Folk the song cycle received its world premiere at Glasgow City Halls on 26th September 2024, and a further performance in Aberdeen on 27th September. The BBC Radio 3 broadcast of the performance, on 8th October 2024, is available on BBC Sounds from 8th October to 7th November 2024. There will be further performances in 2025, including at the Aldeburgh festival in June – I will update this page with details as they become available

Claire, Helen and I appeared live on BBC Radio 4’s arts show, Front Row, to talk about the project. You can currently listen again here.

You can read a short article about how Claire made this all happen here.

The premiere performance received rave reviews, and I can only express my admiration and gratitude to Claire Booth, Helen Grime, the conductor Ryan Wigglesworth and the entire BBC Scottish Symphony Orchestra for an absolutely electric performance.

‘A new song cycle, full of mystical texts and bold musical pictures, is an attention-grabbing way for the BBC Scottish Symphony Orchestra to start its new season, and Helen Grime’s Folk repaid the risk richly with its shifting kaleidoscope of colours and its bold way of engaging with both texture and rhythm.’

– from The Times, full review here (paywall).

‘“Prick Song”, the opening piece, stirred visions of Gilbert’s “Gorse Mother”, a “folkloric figment who haunts the headland where boys and girls play dangerous games of seduction among the thorns”, conjuring a hauntingly primal soundscape created by continuously intense percussion and a fiddle inspired melody. “Fishskin Hareskin” followed, a clear homage to folk music, swirling with emotionality as created by the piercing tones of Booth. A representation of the grief of a young woman for the loss of her hares, wrestling with her new life as a fishwife, the folkloric presence of the composition began to settle in the space.

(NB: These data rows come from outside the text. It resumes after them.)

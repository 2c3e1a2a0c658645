//! # Shift Replicator Core
//!
//! Core engine for replicating event-staffing records between work shifts.
//!
//! Given a source shift and a target shift of the same event, the engine
//! computes which participants are present in the source but absent from the
//! target, determines which supporting entities (companies, credential types)
//! must be created first, and executes all required creations against a
//! remote staffing API while self-throttling under the external rate limit.
//!
//! ## Architecture
//!
//! The core follows the same layering as the rest of the workspace:
//! - Business logic depends only on trait abstractions ([`StaffingBackend`],
//!   [`ProgressObserver`])
//! - Transport implementations are injected at runtime
//! - Analysis is pure and side-effect free; all remote effects live in the
//!   executor
//!
//! ## Usage
//!
//! ```rust
//! use shift_replicator_core::ShiftKey;
//!
//! let key = ShiftKey::parse("2025-08-12-evento-diurno");
//! assert_eq!(key.date_iso(), "2025-08-12");
//! ```

use serde::{Deserialize, Serialize};
use std::fmt;
use std::str::FromStr;
use thiserror::Error;

pub mod analyzer;
pub mod backend;
pub mod executor;
pub mod model;
pub mod progress;
pub mod rate_limiter;
pub mod session;
pub mod shift;

pub use analyzer::{analyze, AnalysisError, GapAnalysis, ReplicationAnalysis, ReplicationRequest};
pub use backend::{
    BackendError, NewCompany, NewCredential, NewParticipant, StaffingBackend, DEFAULT_CREDENTIAL_COLOR,
};
pub use executor::{
    CancelHandle, ExecutionReport, ExecutorConfig, ItemFailure, ReplicationExecutor,
    ReplicationOutcome,
};
pub use model::{Company, CredentialType, Participant};
pub use progress::{
    format_duration, NullObserver, ProgressObserver, ReplicationPhase, ReplicationProgress,
};
pub use rate_limiter::{AdaptiveRateLimiter, RateLimiterConfig, RateLimiterSnapshot};
pub use session::{ApiToken, OperatorSession, SYSTEM_VALIDATOR};
pub use shift::{format_date_iso, ShiftKey, ShiftPeriod, ShiftStage};

// ============================================================================
// Domain Identifier Types
// ============================================================================

/// Identifier of a staffing event, as issued by the remote API.
///
/// Opaque to the core; only non-emptiness is enforced because the dedup
/// fallback key concatenates it with the participant CPF.
#[derive(Debug, Clone, PartialEq, Eq, Hash, Serialize, Deserialize)]
#[serde(transparent)]
pub struct EventId(String);

impl EventId {
    /// Create a new event id with validation
    pub fn new(value: impl Into<String>) -> Result<Self, ValidationError> {
        let value = value.into();
        if value.trim().is_empty() {
            return Err(ValidationError::Required {
                field: "event_id".to_string(),
            });
        }
        Ok(Self(value))
    }

    /// Get string representation
    pub fn as_str(&self) -> &str {
        &self.0
    }
}

impl fmt::Display for EventId {
    fn fmt(&self, f: &mut fmt::Formatter<'_>) -> fmt::Result {
        write!(f, "{}", self.0)
    }
}

impl FromStr for EventId {
    type Err = ValidationError;

    fn from_str(s: &str) -> Result<Self, Self::Err> {
        Self::new(s)
    }
}

/// Identifier of a credential type within an event.
#[derive(Debug, Clone, PartialEq, Eq, Hash, Serialize, Deserialize)]
#[serde(transparent)]
pub struct CredentialId(String);

impl CredentialId {
    /// Create a new credential id
    pub fn new(value: impl Into<String>) -> Self {
        Self(value.into())
    }

    /// Get string representation
    pub fn as_str(&self) -> &str {
        &self.0
    }
}

impl fmt::Display for CredentialId {
    fn fmt(&self, f: &mut fmt::Formatter<'_>) -> fmt::Result {
        write!(f, "{}", self.0)
    }
}

/// Unique identifier for one replication run.
///
/// Attached to every tracing span and to the final report so partial
/// failures can be correlated across log lines.
#[derive(Debug, Clone, Copy, PartialEq, Eq, Hash, Serialize, Deserialize)]
pub struct ReplicationRunId(uuid::Uuid);

impl ReplicationRunId {
    /// Generate a new unique run id
    pub fn new() -> Self {
        Self(uuid::Uuid::new_v4())
    }
}

impl Default for ReplicationRunId {
    fn default() -> Self {
        Self::new()
    }
}

impl fmt::Display for ReplicationRunId {
    fn fmt(&self, f: &mut fmt::Formatter<'_>) -> fmt::Result {
        write!(f, "{}", self.0)
    }
}

// ============================================================================
// Validation Errors
// ============================================================================

/// Field-level validation failures for domain values
#[derive(Debug, Clone, PartialEq, Eq, Error)]
pub enum ValidationError {
    #[error("{field} is required")]
    Required { field: String },

    #[error("{field} exceeds maximum length of {max_length}")]
    TooLong { field: String, max_length: usize },

    #[error("{field} has invalid format: {message}")]
    InvalidFormat { field: String, message: String },
}

#[cfg(test)]
#[path = "lib_tests.rs"]
mod tests;
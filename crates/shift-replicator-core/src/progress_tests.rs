//! Tests for progress snapshots and duration formatting.

use super::*;

// ============================================================================
// Duration Formatting
// ============================================================================

#[test]
fn test_format_duration_seconds() {
    assert_eq!(format_duration(Duration::from_secs(0)), "0s");
    assert_eq!(format_duration(Duration::from_secs(45)), "45s");
    assert_eq!(format_duration(Duration::from_millis(59_999)), "59s");
}

#[test]
fn test_format_duration_minutes() {
    assert_eq!(format_duration(Duration::from_secs(60)), "1m 00s");
    assert_eq!(format_duration(Duration::from_secs(200)), "3m 20s");
    assert_eq!(format_duration(Duration::from_secs(3599)), "59m 59s");
}

#[test]
fn test_format_duration_hours() {
    assert_eq!(format_duration(Duration::from_secs(3600)), "1h 00m");
    assert_eq!(format_duration(Duration::from_secs(3900)), "1h 05m");
    assert_eq!(format_duration(Duration::from_secs(7500)), "2h 05m");
}

// ============================================================================
// Progress Snapshot
// ============================================================================

#[test]
fn test_new_progress_starts_empty() {
    let progress = ReplicationProgress::new(12, 2);
    assert_eq!(progress.total, 12);
    assert_eq!(progress.current, 0);
    assert_eq!(progress.processed, 0);
    assert_eq!(progress.total_batches, 2);
    assert!(progress.estimated_time_remaining.is_none());
    assert_eq!(progress.completion(), 0.0);
}

#[test]
fn test_advance_derives_eta_from_average() {
    let mut progress = ReplicationProgress::new(10, 1);

    // First operation: nothing processed yet, no ETA.
    progress.advance(Duration::ZERO);
    assert!(progress.estimated_time_remaining.is_none());

    // Five done in ten seconds: two seconds each, five remaining.
    progress.processed = 5;
    progress.advance(Duration::from_secs(10));
    assert_eq!(
        progress.estimated_time_remaining,
        Some(Duration::from_secs(10))
    );
    assert!((progress.operations_per_minute - 30.0).abs() < 1e-9);
}

#[test]
fn test_completion_ratio() {
    let mut progress = ReplicationProgress::new(4, 1);
    progress.processed = 1;
    assert_eq!(progress.completion(), 0.25);

    let empty = ReplicationProgress::new(0, 0);
    assert_eq!(empty.completion(), 0.0);
}

#[test]
fn test_phase_numbers_follow_execution_order() {
    assert_eq!(ReplicationPhase::Companies.number(), 1);
    assert_eq!(ReplicationPhase::Credentials.number(), 2);
    assert_eq!(ReplicationPhase::Participants.number(), 3);
    assert_eq!(ReplicationPhase::Participants.label(), "participants");
}
//! Replication executor.
//!
//! Walks a [`ReplicationAnalysis`] in three strictly ordered phases
//! (companies, credentials, participants), issuing one remote call at a
//! time, pacing every call through the rate limiter and tolerating per-item
//! failure. One long-lived cooperative task: no internal parallelism, so the
//! progress snapshot and the limiter window have exactly one writer by
//! construction.
//!
//! The phase order is a hard invariant. Participants reference companies and
//! credential types by name, so those must exist before any participant copy
//! is attempted. Do not parallelize phases or items: the sequential
//! rate-limited discipline is part of the contract with the remote API.

use crate::analyzer::ReplicationAnalysis;
use crate::backend::{
    BackendError, NewCompany, NewCredential, NewParticipant, StaffingBackend,
    DEFAULT_CREDENTIAL_COLOR,
};
use crate::progress::{ProgressObserver, ReplicationPhase, ReplicationProgress};
use crate::rate_limiter::{AdaptiveRateLimiter, RateLimiterConfig};
use crate::session::OperatorSession;
use crate::ReplicationRunId;
use std::sync::atomic::{AtomicBool, Ordering};
use std::sync::Arc;
use std::time::Duration;
use tokio::time::Instant;
use tracing::{info, instrument, warn};

// ============================================================================
// Cancellation
// ============================================================================

/// Cooperative cancellation flag, checked before every remote call.
///
/// Clone the handle and call [`CancelHandle::cancel`] from anywhere (a
/// Ctrl-C handler, a UI button); the run stops before its next suspension
/// point and reports the partial tally.
#[derive(Debug, Clone, Default)]
pub struct CancelHandle(Arc<AtomicBool>);

impl CancelHandle {
    /// Create a fresh, un-cancelled handle
    pub fn new() -> Self {
        Self::default()
    }

    /// Request cancellation of the run holding this handle
    pub fn cancel(&self) {
        self.0.store(true, Ordering::SeqCst);
    }

    /// Whether cancellation was requested
    pub fn is_cancelled(&self) -> bool {
        self.0.load(Ordering::SeqCst)
    }
}

// ============================================================================
// Configuration and Report
// ============================================================================

/// Tuning for [`ReplicationExecutor`].
#[derive(Debug, Clone)]
pub struct ExecutorConfig {
    /// Participant batch size, progress/ETA bucketing only (no parallelism,
    /// no transactional meaning)
    pub batch_size: usize,

    /// Rate limiter tuning for this run
    pub rate_limiter: RateLimiterConfig,
}

impl Default for ExecutorConfig {
    fn default() -> Self {
        Self {
            batch_size: 10,
            rate_limiter: RateLimiterConfig::default(),
        }
    }
}

/// Aggregate outcome of a run.
#[derive(Debug, Clone, Copy, PartialEq, Eq)]
pub enum ReplicationOutcome {
    /// Every operation succeeded
    FullSuccess,

    /// Some operations succeeded, some failed
    PartialSuccess,

    /// Every operation failed
    Failed,

    /// The plan was empty, nothing was attempted
    NoOp,

    /// Cancellation stopped the run before completion
    Cancelled,
}

impl ReplicationOutcome {
    /// Whether anything was replicated
    pub fn is_success(&self) -> bool {
        matches!(
            self,
            ReplicationOutcome::FullSuccess | ReplicationOutcome::PartialSuccess
        )
    }
}

/// One failed item, kept for the final report.
#[derive(Debug, Clone)]
pub struct ItemFailure {
    pub phase: ReplicationPhase,

    /// Entity or participant name the call was for
    pub item: String,

    pub error: String,

    /// Whether a re-run could plausibly succeed
    pub transient: bool,
}

/// Final tally of a run.
#[derive(Debug, Clone)]
pub struct ExecutionReport {
    pub run_id: ReplicationRunId,
    pub outcome: ReplicationOutcome,
    pub success_count: usize,
    pub error_count: usize,
    pub failures: Vec<ItemFailure>,

    /// Human-readable summary naming the target shift
    pub summary: String,

    pub elapsed: Duration,
}

impl ExecutionReport {
    /// Whether anything was replicated
    pub fn success(&self) -> bool {
        self.outcome.is_success()
    }
}

// ============================================================================
// Executor
// ============================================================================

/// Drives one replication run against a [`StaffingBackend`].
///
/// Concurrent runs on the same executor are not supported; callers must
/// serialize (e.g. disable the action while a run is pending).
pub struct ReplicationExecutor {
    backend: Arc<dyn StaffingBackend>,
    session: OperatorSession,
    config: ExecutorConfig,
}

impl ReplicationExecutor {
    /// Create an executor with default tuning
    pub fn new(backend: Arc<dyn StaffingBackend>, session: OperatorSession) -> Self {
        Self::with_config(backend, session, ExecutorConfig::default())
    }

    /// Create an executor with explicit tuning
    pub fn with_config(
        backend: Arc<dyn StaffingBackend>,
        session: OperatorSession,
        config: ExecutorConfig,
    ) -> Self {
        Self {
            backend,
            session,
            config,
        }
    }

    /// Execute a replication plan.
    ///
    /// Consumes the analysis: a plan is executed at most once, re-running
    /// requires a fresh analysis (which naturally excludes the participants
    /// that already made it into the target shift).
    #[instrument(skip_all, fields(
        source = %analysis.source_shift,
        target = %analysis.target_shift,
        operations = analysis.total_operations(),
    ))]
    pub async fn execute(
        &self,
        analysis: ReplicationAnalysis,
        observer: &dyn ProgressObserver,
        cancel: &CancelHandle,
    ) -> ExecutionReport {
        let run_id = ReplicationRunId::new();
        let target = analysis.target_shift.clone();

        if analysis.is_empty() {
            info!(%run_id, "empty plan, nothing to replicate");
            return ExecutionReport {
                run_id,
                outcome: ReplicationOutcome::NoOp,
                success_count: 0,
                error_count: 0,
                failures: Vec::new(),
                summary: format!("nothing to replicate into shift {}", target.describe()),
                elapsed: Duration::ZERO,
            };
        }

        let batch_size = self.config.batch_size.max(1);
        let total = analysis.total_operations();
        let total_batches = analysis
            .participants_to_replicate
            .len()
            .div_ceil(batch_size);

        info!(%run_id, total, "starting replication run");

        let mut run = RunState {
            backend: self.backend.as_ref(),
            limiter: AdaptiveRateLimiter::new(self.config.rate_limiter.clone()),
            observer,
            cancel,
            started: Instant::now(),
            total,
            progress: ReplicationProgress::new(total, total_batches),
            success_count: 0,
            error_count: 0,
            failures: Vec::new(),
            cancelled: false,
        };

        self.run_companies(&analysis, &mut run).await;
        self.run_credentials(&analysis, &mut run).await;
        self.run_participants(&analysis, batch_size, &mut run).await;

        // Downstream views are stale as soon as anything was attempted.
        // A failure here is contained like any other: logged and counted.
        if run.success_count > 0 || run.error_count > 0 {
            if let Err(e) = self.backend.invalidate_caches(&analysis.event_id).await {
                warn!(%run_id, error = %e, "cache invalidation failed");
                run.error_count += 1;
            }
        }

        let elapsed = run.started.elapsed();
        let outcome = if run.cancelled {
            ReplicationOutcome::Cancelled
        } else if run.error_count == 0 {
            ReplicationOutcome::FullSuccess
        } else if run.success_count > 0 {
            ReplicationOutcome::PartialSuccess
        } else {
            ReplicationOutcome::Failed
        };

        let summary = match outcome {
            ReplicationOutcome::FullSuccess => format!(
                "replicated {} records into shift {}",
                run.success_count,
                target.describe()
            ),
            ReplicationOutcome::PartialSuccess => format!(
                "replicated {} records into shift {}; {} of {} operations failed",
                run.success_count,
                target.describe(),
                run.error_count,
                total
            ),
            ReplicationOutcome::Failed => format!(
                "replication into shift {} failed: all {} operations failed",
                target.describe(),
                run.error_count
            ),
            ReplicationOutcome::Cancelled => format!(
                "replication into shift {} cancelled after {} of {} operations",
                target.describe(),
                run.progress.processed,
                total
            ),
            // Handled by the early return above.
            ReplicationOutcome::NoOp => unreachable!(),
        };

        info!(
            %run_id,
            success = run.success_count,
            errors = run.error_count,
            elapsed_ms = elapsed.as_millis() as u64,
            "replication run finished"
        );

        ExecutionReport {
            run_id,
            outcome,
            success_count: run.success_count,
            error_count: run.error_count,
            failures: run.failures,
            summary,
            elapsed,
        }
    }

    /// Phase 1: create the missing companies, tagged with the target shift.
    async fn run_companies(&self, analysis: &ReplicationAnalysis, run: &mut RunState<'_>) {
        for name in &analysis.companies.to_create {
            if run.check_cancelled() {
                return;
            }

            run.begin_step(ReplicationPhase::Companies, None);
            let result = run
                .backend
                .create_company(NewCompany {
                    name: name.clone(),
                    event_id: analysis.event_id.clone(),
                    shift: analysis.target_shift.clone(),
                })
                .await
                .map(drop);
            run.finish_step(ReplicationPhase::Companies, name, result).await;
        }
    }

    /// Phase 2: create the missing credential types, seeded with the target
    /// date and the default color.
    async fn run_credentials(&self, analysis: &ReplicationAnalysis, run: &mut RunState<'_>) {
        for name in &analysis.credentials.to_create {
            if run.check_cancelled() {
                return;
            }

            run.begin_step(ReplicationPhase::Credentials, None);
            let result = run
                .backend
                .create_credential(NewCredential {
                    name: name.clone(),
                    event_id: analysis.event_id.clone(),
                    color: DEFAULT_CREDENTIAL_COLOR.to_string(),
                    days_works: vec![analysis.target_shift.date_iso().to_string()],
                    shift: analysis.target_shift.clone(),
                })
                .await
                .map(drop);
            run.finish_step(ReplicationPhase::Credentials, name, result).await;
        }
    }

    /// Phase 3: copy participants in fixed-size batches. Batches and items
    /// are both sequential; batching only buckets progress and ETA.
    async fn run_participants(
        &self,
        analysis: &ReplicationAnalysis,
        batch_size: usize,
        run: &mut RunState<'_>,
    ) {
        for batch in analysis.participants_to_replicate.chunks(batch_size) {
            run.progress.current_batch += 1;

            for participant in batch {
                if run.check_cancelled() {
                    return;
                }

                run.begin_step(ReplicationPhase::Participants, Some(&participant.name));
                let result = run
                    .backend
                    .create_participant(NewParticipant {
                        event_id: analysis.event_id.clone(),
                        name: participant.name.clone(),
                        cpf: participant.cpf.clone(),
                        rg: participant.rg.clone(),
                        company: participant.company.clone(),
                        role: participant.role.clone(),
                        days_work: vec![analysis.target_shift.date_iso().to_string()],
                        credential_id: participant.credential_id.clone(),
                        validated_by: self.session.validated_by(),
                        shift: analysis.target_shift.clone(),
                    })
                    .await
                    .map(drop);
                run.finish_step(ReplicationPhase::Participants, &participant.name, result)
                    .await;
            }
        }
    }
}

// ============================================================================
// Run State
// ============================================================================

/// Mutable bookkeeping for one run, single writer by construction.
struct RunState<'a> {
    backend: &'a dyn StaffingBackend,
    limiter: AdaptiveRateLimiter,
    observer: &'a dyn ProgressObserver,
    cancel: &'a CancelHandle,
    started: Instant,
    total: usize,
    progress: ReplicationProgress,
    success_count: usize,
    error_count: usize,
    failures: Vec<ItemFailure>,
    cancelled: bool,
}

impl RunState<'_> {
    /// Latch the cancellation flag; once set, every phase returns early.
    fn check_cancelled(&mut self) -> bool {
        if self.cancelled {
            return true;
        }
        if self.cancel.is_cancelled() {
            info!("cancellation requested, stopping before next remote call");
            self.cancelled = true;
        }
        self.cancelled
    }

    /// Refresh the progress snapshot and notify the observer, synchronously,
    /// before the remote call is awaited.
    fn begin_step(&mut self, phase: ReplicationPhase, participant: Option<&str>) {
        self.progress.current_participant = participant.map(str::to_string);
        self.progress.advance(self.started.elapsed());
        self.observer.on_progress(&self.progress, phase);
    }

    /// Record an attempt and pace the next one through the limiter.
    ///
    /// Per-item failures never abort the batch: they are logged, counted and
    /// the run moves on.
    async fn finish_step(
        &mut self,
        phase: ReplicationPhase,
        item: &str,
        result: Result<(), BackendError>,
    ) {
        self.progress.processed += 1;

        match result {
            Ok(()) => {
                self.success_count += 1;
            }
            Err(e) => {
                warn!(phase = %phase, item, error = %e, "creation failed, continuing");
                self.error_count += 1;
                self.failures.push(ItemFailure {
                    phase,
                    item: item.to_string(),
                    error: e.to_string(),
                    transient: e.is_transient(),
                });
            }
        }

        let remaining = self.total - self.progress.processed;
        self.limiter.wait_for_turn(remaining).await;
    }
}

#[cfg(test)]
#[path = "executor_tests.rs"]
mod tests;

The cacophonous “Water Bull Bride”, envisioning a young woman’s seductive encounter with a sea-spirit, allowed each performer to demonstrate their virtuosity. In a mercurial and fierce song, Booth seemed to sing from the depths of a primordial urge, delivering intensity to the fervidly constructed lyrics. “How hard his body curls. Breathe in deep, his scent. Of water bull, water bull”. “Folk” ended with “Long Have I Lain Beside the Water”, a sombre lament sung from the mind of a murderous sister. Encompassing the savage nature of the composition, marked by a dark bewilderedness, it provided a close to an impeccable composition.’

– from the Glasgow Guardian, full review here.

‘With texts rooted in Manx folklore, adapted for the composer by Zoe Gilbert from her eponymous novel, Folk invites exactly the kind of hyperbolic performance that Booth invested in it – outwardly quixotic, inwardly dark, seductive qualities instantly triggered by the incendiary clarion call that introduced the opening Prick Song. Its folksy playfulness gave way to the crystalline virtuosity of Fishskin, Hareskin, Booth’s electrifying versatility matched by the captivating sparkle that conductor Ryan Wigglesworth elicited from a pliant, invigorating SSO.’

– from Vox Carnyx, full review here.

Intrigued by the process of turning prose fiction into libretto, I have written more words that have been set to music. I will share details of future performances of those, and of Folk the song cycle, here.